PROBLEM STATEMENT:
Set down each entry exactly as it stands, without altering a single character.

───

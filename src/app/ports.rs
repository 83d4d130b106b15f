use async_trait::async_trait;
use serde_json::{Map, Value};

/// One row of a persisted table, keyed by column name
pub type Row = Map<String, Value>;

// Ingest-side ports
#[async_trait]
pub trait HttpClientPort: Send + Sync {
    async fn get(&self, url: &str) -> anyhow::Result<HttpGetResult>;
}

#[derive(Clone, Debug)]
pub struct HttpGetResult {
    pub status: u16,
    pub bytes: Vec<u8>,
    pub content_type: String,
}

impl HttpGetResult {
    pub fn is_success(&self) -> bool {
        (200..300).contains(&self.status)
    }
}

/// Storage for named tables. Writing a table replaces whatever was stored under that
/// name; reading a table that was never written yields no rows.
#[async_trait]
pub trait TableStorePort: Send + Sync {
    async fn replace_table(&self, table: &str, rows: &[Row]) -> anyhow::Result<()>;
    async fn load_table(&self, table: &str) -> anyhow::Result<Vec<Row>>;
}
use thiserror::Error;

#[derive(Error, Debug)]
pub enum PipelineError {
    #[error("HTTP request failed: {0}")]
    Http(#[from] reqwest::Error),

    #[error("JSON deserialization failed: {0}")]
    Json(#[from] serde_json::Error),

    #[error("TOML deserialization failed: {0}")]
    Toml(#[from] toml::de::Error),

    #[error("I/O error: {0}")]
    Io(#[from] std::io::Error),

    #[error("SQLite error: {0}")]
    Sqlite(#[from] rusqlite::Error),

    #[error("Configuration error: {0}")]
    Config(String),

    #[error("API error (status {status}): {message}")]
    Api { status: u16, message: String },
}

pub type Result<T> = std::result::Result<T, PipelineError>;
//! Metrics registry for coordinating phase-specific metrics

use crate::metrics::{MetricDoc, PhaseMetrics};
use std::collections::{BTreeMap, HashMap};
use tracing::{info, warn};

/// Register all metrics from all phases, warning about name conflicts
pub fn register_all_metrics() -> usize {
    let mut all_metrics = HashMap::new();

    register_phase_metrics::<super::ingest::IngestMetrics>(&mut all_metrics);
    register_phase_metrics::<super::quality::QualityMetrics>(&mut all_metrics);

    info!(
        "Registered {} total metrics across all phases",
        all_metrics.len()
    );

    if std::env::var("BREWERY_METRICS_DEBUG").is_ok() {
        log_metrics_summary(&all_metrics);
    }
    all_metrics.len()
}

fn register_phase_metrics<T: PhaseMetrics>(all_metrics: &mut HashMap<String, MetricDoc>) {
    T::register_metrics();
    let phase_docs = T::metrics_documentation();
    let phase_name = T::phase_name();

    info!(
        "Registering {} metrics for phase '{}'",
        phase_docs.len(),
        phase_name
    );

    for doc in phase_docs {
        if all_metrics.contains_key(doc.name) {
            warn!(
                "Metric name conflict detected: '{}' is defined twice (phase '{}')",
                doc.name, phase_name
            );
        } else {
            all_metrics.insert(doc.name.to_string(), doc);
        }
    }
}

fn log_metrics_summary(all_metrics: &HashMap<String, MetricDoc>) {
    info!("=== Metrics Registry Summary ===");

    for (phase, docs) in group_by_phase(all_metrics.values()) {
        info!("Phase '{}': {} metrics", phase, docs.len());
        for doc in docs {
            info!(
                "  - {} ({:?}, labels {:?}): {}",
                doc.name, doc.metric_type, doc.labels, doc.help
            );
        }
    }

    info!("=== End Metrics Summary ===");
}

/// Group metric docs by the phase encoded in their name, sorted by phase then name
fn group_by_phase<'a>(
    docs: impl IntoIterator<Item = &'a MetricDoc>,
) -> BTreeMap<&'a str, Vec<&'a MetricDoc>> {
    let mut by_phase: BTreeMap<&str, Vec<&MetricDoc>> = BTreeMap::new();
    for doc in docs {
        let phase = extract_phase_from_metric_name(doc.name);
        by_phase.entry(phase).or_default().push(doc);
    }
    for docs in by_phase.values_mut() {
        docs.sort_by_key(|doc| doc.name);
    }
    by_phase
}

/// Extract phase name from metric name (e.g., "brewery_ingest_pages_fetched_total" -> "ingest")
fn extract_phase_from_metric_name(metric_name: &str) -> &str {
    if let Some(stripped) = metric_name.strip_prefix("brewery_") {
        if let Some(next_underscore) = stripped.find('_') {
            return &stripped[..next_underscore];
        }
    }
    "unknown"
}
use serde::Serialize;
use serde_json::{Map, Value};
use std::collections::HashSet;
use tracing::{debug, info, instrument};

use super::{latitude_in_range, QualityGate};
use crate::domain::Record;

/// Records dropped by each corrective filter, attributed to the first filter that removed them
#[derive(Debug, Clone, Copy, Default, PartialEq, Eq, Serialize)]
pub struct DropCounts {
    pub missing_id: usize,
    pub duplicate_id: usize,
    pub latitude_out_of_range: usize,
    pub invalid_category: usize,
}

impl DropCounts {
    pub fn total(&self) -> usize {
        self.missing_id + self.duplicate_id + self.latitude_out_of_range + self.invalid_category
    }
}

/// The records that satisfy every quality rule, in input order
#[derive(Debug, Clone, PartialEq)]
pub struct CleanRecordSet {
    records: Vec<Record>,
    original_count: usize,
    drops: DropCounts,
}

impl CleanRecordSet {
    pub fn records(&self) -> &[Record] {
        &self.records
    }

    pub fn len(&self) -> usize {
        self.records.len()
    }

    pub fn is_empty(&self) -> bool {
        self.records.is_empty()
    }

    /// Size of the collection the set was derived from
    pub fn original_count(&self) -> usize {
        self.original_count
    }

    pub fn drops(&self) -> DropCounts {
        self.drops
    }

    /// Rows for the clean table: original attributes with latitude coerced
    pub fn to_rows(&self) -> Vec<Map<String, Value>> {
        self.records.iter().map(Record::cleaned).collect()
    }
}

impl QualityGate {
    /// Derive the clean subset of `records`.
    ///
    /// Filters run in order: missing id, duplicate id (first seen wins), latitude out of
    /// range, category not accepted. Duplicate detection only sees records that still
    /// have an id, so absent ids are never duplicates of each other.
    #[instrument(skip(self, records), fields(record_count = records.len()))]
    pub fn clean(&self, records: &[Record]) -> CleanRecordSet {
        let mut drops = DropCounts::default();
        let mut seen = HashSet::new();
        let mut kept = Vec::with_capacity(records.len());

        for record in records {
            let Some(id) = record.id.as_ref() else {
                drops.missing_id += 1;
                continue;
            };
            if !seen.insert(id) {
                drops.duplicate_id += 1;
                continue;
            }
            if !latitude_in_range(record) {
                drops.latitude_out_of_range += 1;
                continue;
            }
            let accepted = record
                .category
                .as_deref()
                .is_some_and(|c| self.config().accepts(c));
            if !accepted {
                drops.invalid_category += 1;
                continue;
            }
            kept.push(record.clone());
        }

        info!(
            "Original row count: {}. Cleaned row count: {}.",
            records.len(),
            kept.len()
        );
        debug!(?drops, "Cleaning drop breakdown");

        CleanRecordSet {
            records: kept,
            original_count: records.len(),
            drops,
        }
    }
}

───

SOLUTION TO THIS EXERCISE:
filename src/app/ports.rs
repository 83d4d130b106b15f
use async_trait::async_trait;
use serde_json::{Map, Value};

/// One row of a persisted table, keyed by column name
pub type Row = Map<String, Value>;

// Ingest-side ports
#[async_trait]
pub trait HttpClientPort: Send + Sync {
    async fn get(&self, url: &str) -> anyhow::Result<HttpGetResult>;
}

#[derive(Clone, Debug)]
pub struct HttpGetResult {
    pub status: u16,
    pub bytes: Vec<u8>,
    pub content_type: String,
}

impl HttpGetResult {
    pub fn is_success(&self) -> bool {
        (200..300).contains(&self.status)
    }
}

/// Storage for named tables. Writing a table replaces whatever was stored under that
/// name; reading a table that was never written yields no rows.
#[async_trait]
pub trait TableStorePort: Send + Sync {
    async fn replace_table(&self, table: &str, rows: &[Row]) -> anyhow::Result<()>;
    async fn load_table(&self, table: &str) -> anyhow::Result<Vec<Row>>;
}
use thiserror::Error;

#[derive(Error, Debug)]
pub enum PipelineError {
    #[error("HTTP request failed: {0}")]
    Http(#[from] reqwest::Error),

    #[error("JSON deserialization failed: {0}")]
    Json(#[from] serde_json::Error),

    #[error("TOML deserialization failed: {0}")]
    Toml(#[from] toml::de::Error),

    #[error("I/O error: {0}")]
    Io(#[from] std::io::Error),

    #[error("SQLite error: {0}")]
    Sqlite(#[from] rusqlite::Error),

    #[error("Configuration error: {0}")]
    Config(String),

    #[error("API error (status {status}): {message}")]
    Api { status: u16, message: String },
}

pub type Result<T> = std::result::Result<T, PipelineError>;
//! Metrics registry for coordinating phase-specific metrics

use crate::metrics::{MetricDoc, PhaseMetrics};
use std::collections::{BTreeMap, HashMap};
use tracing::{info, warn};

/// Register all metrics from all phases, warning about name conflicts
pub fn register_all_metrics() -> usize {
    let mut all_metrics = HashMap::new();

    register_phase_metrics::<super::ingest::IngestMetrics>(&mut all_metrics);
    register_phase_metrics::<super::quality::QualityMetrics>(&mut all_metrics);

    info!(
        "Registered {} total metrics across all phases",
        all_metrics.len()
    );

    if std::env::var("BREWERY_METRICS_DEBUG").is_ok() {
        log_metrics_summary(&all_metrics);
    }
    all_metrics.len()
}

fn register_phase_metrics<T: PhaseMetrics>(all_metrics: &mut HashMap<String, MetricDoc>) {
    T::register_metrics();
    let phase_docs = T::metrics_documentation();
    let phase_name = T::phase_name();

    info!(
        "Registering {} metrics for phase '{}'",
        phase_docs.len(),
        phase_name
    );

    for doc in phase_docs {
        if all_metrics.contains_key(doc.name) {
            warn!(
                "Metric name conflict detected: '{}' is defined twice (phase '{}')",
                doc.name, phase_name
            );
        } else {
            all_metrics.insert(doc.name.to_string(), doc);
        }
    }
}

fn log_metrics_summary(all_metrics: &HashMap<String, MetricDoc>) {
    info!("=== Metrics Registry Summary ===");

    for (phase, docs) in group_by_phase(all_metrics.values()) {
        info!("Phase '{}': {} metrics", phase, docs.len());
        for doc in docs {
            info!(
                "  - {} ({:?}, labels {:?}): {}",
                doc.name, doc.metric_type, doc.labels, doc.help
            );
        }
    }

    info!("=== End Metrics Summary ===");
}

/// Group metric docs by the phase encoded in their name, sorted by phase then name
fn group_by_phase<'a>(
    docs: impl IntoIterator<Item = &'a MetricDoc>,
) -> BTreeMap<&'a str, Vec<&'a MetricDoc>> {
    let mut by_phase: BTreeMap<&str, Vec<&MetricDoc>> = BTreeMap::new();
    for doc in docs {
        let phase = extract_phase_from_metric_name(doc.name);
        by_phase.entry(phase).or_default().push(doc);
    }
    for docs in by_phase.values_mut() {
        docs.sort_by_key(|doc| doc.name);
    }
    by_phase
}

/// Extract phase name from metric name (e.g., "brewery_ingest_pages_fetched_total" -> "ingest")
fn extract_phase_from_metric_name(metric_name: &str) -> &str {
    if let Some(stripped) = metric_name.strip_prefix("brewery_") {
        if let Some(next_underscore) = stripped.find('_') {
            return &stripped[..next_underscore];
        }
    }
    "unknown"
}
use serde::Serialize;
use serde_json::{Map, Value};
use std::collections::HashSet;
use tracing::{debug, info, instrument};

use super::{latitude_in_range, QualityGate};
use crate::domain::Record;

/// Records dropped by each corrective filter, attributed to the first filter that removed them
#[derive(Debug, Clone, Copy, Default, PartialEq, Eq, Serialize)]
pub struct DropCounts {
    pub missing_id: usize,
    pub duplicate_id: usize,
    pub latitude_out_of_range: usize,
    pub invalid_category: usize,
}

impl DropCounts {
    pub fn total(&self) -> usize {
        self.missing_id + self.duplicate_id + self.latitude_out_of_range + self.invalid_category
    }
}

/// The records that satisfy every quality rule, in input order
#[derive(Debug, Clone, PartialEq)]
pub struct CleanRecordSet {
    records: Vec<Record>,
    original_count: usize,
    drops: DropCounts,
}

impl CleanRecordSet {
    pub fn records(&self) -> &[Record] {
        &self.records
    }

    pub fn len(&self) -> usize {
        self.records.len()
    }

    pub fn is_empty(&self) -> bool {
        self.records.is_empty()
    }

    /// Size of the collection the set was derived from
    pub fn original_count(&self) -> usize {
        self.original_count
    }

    pub fn drops(&self) -> DropCounts {
        self.drops
    }

    /// Rows for the clean table: original attributes with latitude coerced
    pub fn to_rows(&self) -> Vec<Map<String, Value>> {
        self.records.iter().map(Record::cleaned).collect()
    }
}

impl QualityGate {
    /// Derive the clean subset of `records`.
    ///
    /// Filters run in order: missing id, duplicate id (first seen wins), latitude out of
    /// range, category not accepted. Duplicate detection only sees records that still
    /// have an id, so absent ids are never duplicates of each other.
    #[instrument(skip(self, records), fields(record_count = records.len()))]
    pub fn clean(&self, records: &[Record]) -> CleanRecordSet {
        let mut drops = DropCounts::default();
        let mut seen = HashSet::new();
        let mut kept = Vec::with_capacity(records.len());

        for record in records {
            let Some(id) = record.id.as_ref() else {
                drops.missing_id += 1;
                continue;
            };
            if !seen.insert(id) {
                drops.duplicate_id += 1;
                continue;
            }
            if !latitude_in_range(record) {
                drops.latitude_out_of_range += 1;
                continue;
            }
            let accepted = record
                .category
                .as_deref()
                .is_some_and(|c| self.config().accepts(c));
            if !accepted {
                drops.invalid_category += 1;
                continue;
            }
            kept.push(record.clone());
        }

        info!(
            "Original row count: {}. Cleaned row count: {}.",
            records.len(),
            kept.len()
        );
        debug!(?drops, "Cleaning drop breakdown");

        CleanRecordSet {
            records: kept,
            original_count: records.len(),
            drops,
        }
    }
}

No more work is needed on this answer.